Lamine Moïse Bangoura, 27 ans, a été tué lors d’une visite domiciliaire à Roulers, par 8 policiers, le 7 mai 2018.
Le 26 juin 2020, la chambre de conseil de Courtrai prononce un non-lieu à l’encontre des policiers, considérant qu’il n’y a aucune raison de les poursuivre. La famille de Lamine a fait appel de cette décision et le 10 novembre dernier, la chambre des mises en accusation de Gand a décidé qu’elle statuerait le 02 février prochain d’un éventuel renvoi des policiers devant un tribunal correctionnel.

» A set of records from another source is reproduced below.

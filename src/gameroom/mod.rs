//! Round lifecycle on top of the negotiation engine.
//!
//! - [`Room`]: owns the engine, the question supply and the randomness of a game
//! - [`QuestionProvider`]: where each round's hidden answer comes from
//! - [`Catalog`]: built-in or JSON-loaded question list
//! - [`Summary`]: final report once a game is over
mod catalog;
mod question;
mod room;
mod summary;

pub use catalog::*;
pub use question::*;
pub use room::*;
pub use summary::*;
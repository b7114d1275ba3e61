use super::*;
use crate::gameplay::*;
use crate::players::Snapshot;
use crate::players::Strategy;
use rand::SeedableRng;
use rand::rngs::SmallRng;

/// Hosts games from first question to final summary.
///
/// The room plays every bot move itself, so after [`Room::open`] and
/// [`Room::submit`] return, either the player is to move or the game is over.
/// Between rounds it charges the loser, checks for game over and draws the
/// next question. All randomness of a game flows from the room's rng, so a
/// seeded room replays identically given the same player commands.
pub struct Room<Q> {
    engine: Engine,
    provider: Q,
    rng: SmallRng,
}

impl<Q> Room<Q>
where
    Q: QuestionProvider,
{
    pub fn new(engine: Engine, provider: Q) -> Self {
        Self {
            engine,
            provider,
            rng: SmallRng::from_os_rng(),
        }
    }
    pub fn seeded(engine: Engine, provider: Q, seed: u64) -> Self {
        Self {
            engine,
            provider,
            rng: SmallRng::seed_from_u64(seed),
        }
    }
    pub fn engine(&self) -> &Engine {
        &self.engine
    }

    /// Starts a game against the named strategy, or a random one.
    pub fn open(&mut self, mode: Mode, strategy: Option<&str>) -> Result<Game, Error> {
        let strategy = match strategy {
            Some(name) => Strategy::try_from(name)?,
            None => Strategy::random(&mut self.rng),
        };
        let rules = *self.engine.rules();
        let Some(question) = self.draw() else {
            log::warn!("no question available, {} game over before it began", mode);
            return Ok(Game::unavailable(mode, rules.capital));
        };
        let bot = Snapshot::new(
            strategy,
            strategy.profile(),
            question.answer,
            rules.frozen,
            &mut self.rng,
        );
        let mover = Party::random(&mut self.rng);
        log::info!("opening {} game against {}", mode, strategy);
        let mut game = Game::new(
            mode,
            rules.capital,
            mover,
            question.text,
            question.answer,
            question.units,
            bot,
        );
        self.advance(&mut game)?;
        Ok(game)
    }

    /// Applies a player command, then plays on until the player is to move again.
    pub fn submit(&mut self, game: &mut Game, command: Command) -> Result<(), Error> {
        self.engine.submit(game, command, &mut self.rng)?;
        self.advance(game)
    }

    /// Plays bot moves and resolves rounds until the player must act or the
    /// game ends.
    pub fn advance(&mut self, game: &mut Game) -> Result<(), Error> {
        loop {
            match game.phase() {
                Phase::GameOver => return Ok(()),
                Phase::Resolution => self.resolve(game),
                _ if game.mover().is_bot() => self.engine.respond(game, &mut self.rng)?,
                _ => return Ok(()),
            }
        }
    }
}

impl<Q> Room<Q>
where
    Q: QuestionProvider,
{
    /// Charges the round's loser, then either ends the game or starts the next round.
    fn resolve(&mut self, game: &mut Game) {
        let Some(settlement) = game.settlement.clone() else {
            return;
        };
        let loser = settlement.loser();
        game.charge(loser, settlement.damage);
        game.history.push(settlement.clone());
        log::info!(
            "round {} resolved, capital: player {}, bot {}",
            settlement.round,
            game.player_capital(),
            game.bot_capital()
        );
        if game.capital(loser) <= 0 || game.mode().is_single() {
            game.finish(Some(settlement.winner));
        } else {
            self.reset(game);
        }
    }

    /// Next question from the provider, passing over unplayable answers
    /// as if the supply had run dry.
    fn draw(&mut self) -> Option<Question> {
        let question = self.provider.question(&mut self.rng)?;
        if question.is_playable() {
            Some(question)
        } else {
            log::warn!("answer {} to {:?} is out of range", question.answer, question.text);
            None
        }
    }

    fn reset(&mut self, game: &mut Game) {
        let Some(question) = self.draw() else {
            log::warn!("no question available for round {}", game.round() + 1);
            game.record(String::from("No question available"));
            return game.finish(game.leader());
        };
        let Some(old) = game.bot.take() else {
            log::warn!("round {} ended without a bot", game.round());
            return game.finish(game.leader());
        };
        let bot = old.renew(question.answer, &mut self.rng);
        game.log
            .extend(old.log.iter().map(|line| format!("[{}] {}", old.strategy, line)));
        let mover = Party::random(&mut self.rng);
        game.next_round(question.text, question.answer, question.units, mover, bot);
    }
}
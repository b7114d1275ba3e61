use super::*;
use crate::Price;
use crate::gameplay::Error;
use rand::Rng;
use rand::RngCore;
use serde::Deserialize;
use serde::Serialize;

/// Everything a bot needs to survive between turns.
///
/// Turns are handled statelessly: the snapshot is stored inside the game after
/// every bot action and a fresh [`Policy`] is revived from it at the start of
/// the next. `strategy` is the discriminator that decides which policy owns it.
#[derive(Debug, Clone, PartialEq, Serialize, Deserialize)]
pub struct Snapshot {
    pub strategy: Strategy,
    pub true_value: Price,
    pub estimate_noise: f64,
    pub std_dev_multiplier: f64,
    pub width_reduction_multiplier: f64,
    pub market_willingness: f64,
    pub current_estimate: Price,
    /// Running skew learned from the other side's narrowing.
    #[serde(default)]
    pub player_bias: Price,
    /// RandomBot only: leave the estimate alone when the other side narrows.
    #[serde(default)]
    pub frozen: bool,
    pub log: Vec<String>,
}

impl Snapshot {
    /// Fresh bot for a round whose answer is `truth`.
    pub fn new(
        strategy: Strategy,
        profile: Profile,
        truth: Price,
        frozen: bool,
        rng: &mut dyn RngCore,
    ) -> Self {
        Self {
            strategy,
            true_value: truth,
            estimate_noise: profile.noise,
            std_dev_multiplier: profile.std_dev_multiplier,
            width_reduction_multiplier: profile.width_reduction_multiplier,
            market_willingness: profile.market_willingness,
            current_estimate: Self::estimate(truth, profile.noise, rng),
            player_bias: 0.,
            frozen,
            log: Vec::new(),
        }
    }
    /// Same temperament and parameters, new question.
    pub fn renew(&self, truth: Price, rng: &mut dyn RngCore) -> Self {
        Self::new(self.strategy, self.profile(), truth, self.frozen, rng)
    }
    /// `truth * (1 + U(-noise, noise))`
    pub fn estimate(truth: Price, noise: f64, rng: &mut dyn RngCore) -> Price {
        let noise = noise.abs();
        truth * (1. + rng.random_range(-noise..=noise))
    }
    pub fn profile(&self) -> Profile {
        Profile {
            noise: self.estimate_noise,
            std_dev_multiplier: self.std_dev_multiplier,
            width_reduction_multiplier: self.width_reduction_multiplier,
            market_willingness: self.market_willingness,
        }
    }
    pub fn record(&mut self, line: String) {
        log::trace!("[{}] {}", self.strategy, line);
        self.log.push(line);
    }
    pub fn to_json(&self) -> String {
        serde_json::to_string(self).expect("serialize bot snapshot")
    }
    pub fn from_json(json: &str) -> Result<Self, Error> {
        Ok(serde_json::from_str(json)?)
    }
}
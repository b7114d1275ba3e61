use super::*;
use crate::Width;
use crate::gameplay::Decision;
use rand::RngCore;

/// Prefers narrowing; only quotes once the range is tight around its estimate.
#[derive(Debug, Clone)]
pub struct Passive(Snapshot);

impl From<Snapshot> for Passive {
    fn from(snapshot: Snapshot) -> Self {
        Self(snapshot)
    }
}

impl Policy for Passive {
    fn snapshot(&self) -> &Snapshot {
        &self.0
    }
    fn snapshot_mut(&mut self) -> &mut Snapshot {
        &mut self.0
    }
    fn into_snapshot(self: Box<Self>) -> Snapshot {
        self.0
    }
    fn update_belief(&mut self, decision: Decision, width: Width, _: &mut dyn RngCore) {
        if decision == Decision::ReduceWidth {
            self.0.current_estimate = converge(self.0.current_estimate, self.0.true_value, width);
            let line = format!("Belief updated, estimate {:.2}", self.0.current_estimate);
            self.0.record(line);
        }
    }
}
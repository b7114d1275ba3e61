use super::*;
use crate::gameplay::Error;
use rand::RngCore;
use rand::seq::IndexedRandom;

/// Fixed list of questions, drawn uniformly with replacement.
#[derive(Debug, Clone, PartialEq)]
pub struct Catalog(Vec<Question>);

impl Default for Catalog {
    fn default() -> Self {
        Self(vec![
            Question::new("How tall is Mount Everest?", 8849., "meters"),
            Question::new("How long is the Nile river?", 6650., "kilometers"),
            Question::new("How many bones are in the adult human body?", 206., "bones"),
            Question::new("How many keys are on a standard piano?", 88., "keys"),
            Question::new("How far is the Moon from the Earth on average?", 384_400., "kilometers"),
            Question::new("In which year was the Magna Carta sealed?", 1215., "year"),
            Question::new("What is the speed of sound in dry air at 20 C?", 343., "meters per second"),
            Question::new("How long is the Amazon river?", 6400., "kilometers"),
            Question::new("How tall is Mount Kilimanjaro?", 5895., "meters"),
            Question::new("How long is a marathon?", 42_195., "meters"),
        ])
    }
}

impl From<Vec<Question>> for Catalog {
    fn from(questions: Vec<Question>) -> Self {
        Self(questions)
    }
}

impl Catalog {
    /// Parses `[{"question": .., "answer": .., "units": ..}, ..]`.
    /// Answers must be playable, see [`Question::is_playable`].
    pub fn from_json(json: &str) -> Result<Self, Error> {
        let questions = serde_json::from_str::<Vec<Question>>(json)?;
        match questions.iter().find(|q| !q.is_playable()) {
            Some(q) => Err(Error::Deserialization(serde::de::Error::custom(format!(
                "answer {} to {:?} is out of range",
                q.answer, q.text
            )))),
            None => Ok(Self(questions)),
        }
    }
    pub fn load(path: &std::path::Path) -> anyhow::Result<Self> {
        let json = std::fs::read_to_string(path)?;
        let catalog = Self::from_json(&json)?;
        log::info!("loaded {} questions from {}", catalog.len(), path.display());
        Ok(catalog)
    }
    pub fn len(&self) -> usize {
        self.0.len()
    }
    pub fn is_empty(&self) -> bool {
        self.0.is_empty()
    }
}

impl QuestionProvider for Catalog {
    fn question(&mut self, rng: &mut dyn RngCore) -> Option<Question> {
        self.0.choose(rng).cloned()
    }
}

#[cfg(test)]
mod tests {
    use super::*;
    use rand::SeedableRng;
    use rand::rngs::SmallRng;

    #[test]
    fn builtin_answers_are_positive() {
        let catalog = Catalog::default();
        assert!(catalog.len() == 10);
        assert!(catalog.0.iter().all(|q| q.answer > 0.));
    }

    #[test]
    fn parses_question_table() {
        let json = r#"[{"question":"How many keys are on a piano?","answer":88,"units":"keys"}]"#;
        let mut catalog = Catalog::from_json(json).unwrap();
        let ref mut rng = SmallRng::seed_from_u64(0);
        let question = catalog.question(rng).unwrap();
        assert!(question == Question::new("How many keys are on a piano?", 88., "keys"));
    }

    #[test]
    fn rejects_missing_answer() {
        let json = r#"[{"question":"?","units":"keys"}]"#;
        assert!(matches!(Catalog::from_json(json), Err(Error::Deserialization(_))));
    }

    #[test]
    fn rejects_answers_beyond_exact_range() {
        let json = r#"[{"question":"Grains of sand on Earth?","answer":1e17,"units":"grains"}]"#;
        assert!(matches!(Catalog::from_json(json), Err(Error::Deserialization(_))));
        let json = r#"[{"question":"Debt?","answer":-1125899906842625,"units":"dollars"}]"#;
        assert!(Catalog::from_json(json).is_err());
        let json = r#"[{"question":"Bound?","answer":1125899906842624,"units":"units"}]"#;
        assert!(Catalog::from_json(json).unwrap().len() == 1);
    }

    #[test]
    fn empty_catalog_runs_dry() {
        let ref mut rng = SmallRng::seed_from_u64(0);
        let mut catalog = Catalog::from(Vec::new());
        assert!(catalog.is_empty());
        assert!(catalog.question(rng).is_none());
    }
}
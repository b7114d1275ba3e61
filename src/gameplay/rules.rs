use super::*;
use crate::Capital;
use crate::Width;
use serde::Deserialize;
use serde::Serialize;

/// Runtime knobs of the protocol.
///
/// `Rules::default()` is the canonical rule set. Raising `minimum` to 10
/// reproduces the stricter opening-width variant.
#[derive(Debug, Clone, Copy, PartialEq, Serialize, Deserialize)]
pub struct Rules {
    /// Capital each party starts the game with.
    pub capital: Capital,
    /// Largest fraction of the previous width a reduction may keep.
    pub reduction: f64,
    /// Smallest legal width.
    pub minimum: Width,
    /// How damage is assessed at resolution.
    pub formula: Formula,
    /// Whether RandomBot ignores the counter-party's narrowing.
    pub frozen: bool,
}

impl Default for Rules {
    fn default() -> Self {
        Self {
            capital: crate::STARTING_CAPITAL,
            reduction: crate::REDUCTION_FACTOR,
            minimum: crate::MINIMUM_WIDTH,
            formula: Formula::default(),
            frozen: false,
        }
    }
}

impl Rules {
    /// Largest width a reduction from `width` may land on, if any.
    /// None when even the smallest legal width is not a 10% cut.
    pub fn ceiling(&self, width: Width) -> Option<Width> {
        Some((width as f64 * self.reduction).floor() as Width).filter(|w| *w >= self.minimum)
    }
    /// Checks a width reduction from `from` to `to`.
    pub fn reduce(&self, from: Width, to: Width) -> Result<Width, Rejection> {
        if to < self.minimum {
            return Err(Rejection::WidthTooSmall {
                minimum: self.minimum,
                actual: to,
            });
        }
        match self.ceiling(from) {
            None => Err(Rejection::Irreducible { width: from }),
            Some(maximum) if to > maximum => Err(Rejection::ReductionTooSmall {
                maximum,
                actual: to,
            }),
            Some(_) => Ok(to),
        }
    }
    /// Checks an opening width.
    pub fn open(&self, width: Width) -> Result<Width, Rejection> {
        if width < self.minimum {
            Err(Rejection::WidthTooSmall {
                minimum: self.minimum,
                actual: width,
            })
        } else if width > crate::MAXIMUM_WIDTH {
            Err(Rejection::WidthTooLarge {
                maximum: crate::MAXIMUM_WIDTH,
                actual: width,
            })
        } else {
            Ok(width)
        }
    }
}
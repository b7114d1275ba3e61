use serde::Deserialize;
use serde::Serialize;

/// Tunable temperament of a bot.
#[derive(Debug, Clone, Copy, PartialEq, Serialize, Deserialize)]
pub struct Profile {
    /// Half-range of the uniform relative error on the initial estimate.
    pub noise: f64,
    /// Standard deviations below the estimate a quote may reach.
    pub std_dev_multiplier: f64,
    /// Fraction of the width kept when the bot narrows.
    pub width_reduction_multiplier: f64,
    /// Base appetite for quoting rather than narrowing.
    pub market_willingness: f64,
}

impl Profile {
    pub const fn new(width_reduction_multiplier: f64, market_willingness: f64) -> Self {
        Self {
            noise: crate::ESTIMATE_NOISE,
            std_dev_multiplier: crate::STD_DEV_MULTIPLIER,
            width_reduction_multiplier,
            market_willingness,
        }
    }
}

impl Default for Profile {
    fn default() -> Self {
        Self::new(0.9, 0.5)
    }
}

Mehdi, 17 ans, a été tué par un véhicule de police qui l’a percuté le 20 août 2019.
Mehdi, 17 ans, a été enterré le 23 août 2019.
Le 8 octobre 2020, le parquet de Bruxelles dresse un réquisitoire de non-lieu pour absence de charges suffisantes à l’encontre du conducteur du véhicule de police banalisé roulant à une centaine de km/h, sans sirène, dans une « zone 30 » du centre-ville, quand il a percuté Mehdi.
Mawda, 2 ans, a été tuée le 17 mai 2018 d’une balle de revolver dans la tête tirée par un policier lors d’une course-poursuite se déroulant dans le cadre de la chasse aux migrants instituée par le gouvernement fédéral.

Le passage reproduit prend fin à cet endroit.